CAIRO — Egypt’s path to building a new future has always had its obstacles, and so it wasn’t much of a surprise for participants to the opening of the country’s first entrepreneurship summit, RiseUp Egypt, when they learned that all of the streets entering the event were blocked.

The participants trying to make their way to the summit last month represented a who's who of this country’s nascent tech start-up sector and they were set to gather at the "Greek Campus,” formerly the American University of Cairo, right off Tahrir Square in the center of Cairo. To the event organizers, Tahrir Square, which was the epicenter of the historic protests in 2011 that toppled Egyptian President Hosni Mubarak after 30 years of autocratic rule, seemed an appropriate place to host the summit and link the country’s economic future with its still-unfolding revolution.

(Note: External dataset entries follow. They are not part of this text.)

use anyhow::Context as _;
use kuchiki::NodeRef;
use kuchiki::traits::TendrilSink as _;

use crate::style::InlineStyle;

const FRAGMENT_ID: &str = "__fragment_root";

#[derive(Clone)]
pub struct Page {
    document: NodeRef,
}

impl Page {
    pub fn parse(html: &str) -> Self {
        Self {
            document: kuchiki::parse_html().one(html),
        }
    }

    pub fn document(&self) -> &NodeRef {
        &self.document
    }

    pub fn body(&self) -> Option<NodeRef> {
        self.select_first("body")
    }

    pub fn head(&self) -> Option<NodeRef> {
        self.select_first("head")
    }

    pub fn select_all(&self, selector: &str) -> Vec<NodeRef> {
        select_within(&self.document, selector)
    }

    pub fn select_first(&self, selector: &str) -> Option<NodeRef> {
        self.document
            .select_first(selector)
            .ok()
            .map(|n| n.as_node().clone())
    }

    // Compares values directly so caller-supplied ids never need escaping.
    pub fn find_by_attr(&self, name: &str, value: &str) -> Option<NodeRef> {
        self.select_all(&format!("[{}]", name))
            .into_iter()
            .find(|n| attr(n, name).as_deref() == Some(value))
    }

    pub fn to_html(&self) -> anyhow::Result<String> {
        let mut out = Vec::new();
        self.document
            .serialize(&mut out)
            .context("serialize document")?;
        String::from_utf8(out).context("document html not utf-8")
    }
}

pub fn select_within(root: &NodeRef, selector: &str) -> Vec<NodeRef> {
    match root.select(selector) {
        Ok(nodes) => nodes.map(|n| n.as_node().clone()).collect(),
        Err(()) => {
            tracing::debug!(selector, "invalid selector; matching nothing");
            Vec::new()
        }
    }
}

pub fn first_within(root: &NodeRef, selector: &str) -> Option<NodeRef> {
    root.select_first(selector)
        .ok()
        .map(|n| n.as_node().clone())
}

pub fn attr(node: &NodeRef, name: &str) -> Option<String> {
    let el = node.as_element()?;
    el.attributes.borrow().get(name).map(|s| s.to_string())
}

pub fn set_attr(node: &NodeRef, name: &str, value: impl Into<String>) {
    if let Some(el) = node.as_element() {
        el.attributes.borrow_mut().insert(name, value.into());
    }
}

pub fn remove_attr(node: &NodeRef, name: &str) {
    if let Some(el) = node.as_element() {
        el.attributes.borrow_mut().remove(name);
    }
}

pub fn has_attr(node: &NodeRef, name: &str) -> bool {
    node.as_element()
        .map(|el| el.attributes.borrow().contains(name))
        .unwrap_or(false)
}

pub fn classes(node: &NodeRef) -> Vec<String> {
    attr(node, "class")
        .map(|c| c.split_whitespace().map(str::to_string).collect())
        .unwrap_or_default()
}

pub fn has_class(node: &NodeRef, class: &str) -> bool {
    classes(node).iter().any(|c| c == class)
}

pub fn add_class(node: &NodeRef, class: &str) {
    let mut list = classes(node);
    if list.iter().any(|c| c == class) {
        return;
    }
    list.push(class.to_string());
    set_attr(node, "class", list.join(" "));
}

pub fn remove_class(node: &NodeRef, class: &str) {
    let list = classes(node);
    if !list.iter().any(|c| c == class) {
        return;
    }
    let kept: Vec<String> = list.into_iter().filter(|c| c != class).collect();
    set_attr(node, "class", kept.join(" "));
}

pub fn toggle_class(node: &NodeRef, class: &str) -> bool {
    if has_class(node, class) {
        remove_class(node, class);
        false
    } else {
        add_class(node, class);
        true
    }
}

pub fn style(node: &NodeRef, property: &str) -> Option<String> {
    let raw = attr(node, "style")?;
    InlineStyle::parse(&raw).get(property).map(str::to_string)
}

pub fn set_style(node: &NodeRef, property: &str, value: &str) {
    set_styles(node, &[(property, value)]);
}

pub fn set_styles(node: &NodeRef, decls: &[(&str, &str)]) {
    if node.as_element().is_none() {
        return;
    }
    let mut inline = InlineStyle::parse(&attr(node, "style").unwrap_or_default());
    for (name, value) in decls {
        inline.set(name, value);
    }
    set_attr(node, "style", inline.to_string());
}

pub fn is_attached(node: &NodeRef) -> bool {
    node.parent().is_some()
}

pub fn inner_html(node: &NodeRef) -> anyhow::Result<String> {
    let mut out = Vec::new();
    for child in node.children() {
        child.serialize(&mut out).context("serialize child")?;
    }
    String::from_utf8(out).context("inner html not utf-8")
}

pub fn set_inner_html(node: &NodeRef, html: &str) {
    let old: Vec<NodeRef> = node.children().collect();
    for child in old {
        child.detach();
    }
    for child in parse_fragment(html) {
        node.append(child);
    }
}

pub fn parse_fragment(html: &str) -> Vec<NodeRef> {
    // The wrapper keeps head-only tags such as <style> in the fragment.
    let doc = kuchiki::parse_html().one(format!("<div id=\"{FRAGMENT_ID}\">{html}</div>"));
    let Some(wrapper) = first_within(&doc, &format!("#{FRAGMENT_ID}")) else {
        return Vec::new();
    };
    let nodes: Vec<NodeRef> = wrapper.children().collect();
    for node in &nodes {
        node.detach();
    }
    nodes
}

What they didn’t know was that major protests had been planned in Tahrir Square for the same day. Supporters of ousted President Mohammed Morsi were set to gather in large numbers and police had erected concrete barricades on all nearby roads and alleys to prevent the demonstration.

No vehicles could pass; there was no access to the summit. Steve Haley, who runs the Egypt-based operation for Mercy Corps, an international development organization that is working to facilitate the growth of the entrepreneurship sector in Egypt and played a central role in organizing the summit, and his team got out of their car and started walking the several blocks to the Greek campus, trying different alleyways looking for one without a 20-foot concrete and barbed wire barrier spanning the street.

As they rounded one corner, they saw colleagues from an angel investment group who joined them. Around another corner they were joined by friends from a tech accelerator. Soon in every direction they met up with people on foot all walking to the Summit. To Haley, this was a perfect metaphor, he thought, for the entrepreneurship sector in Egypt. There are innumerable large obstacles to progress but nothing was going to stop these young entrepreneurs from finding creative and successful ways around them.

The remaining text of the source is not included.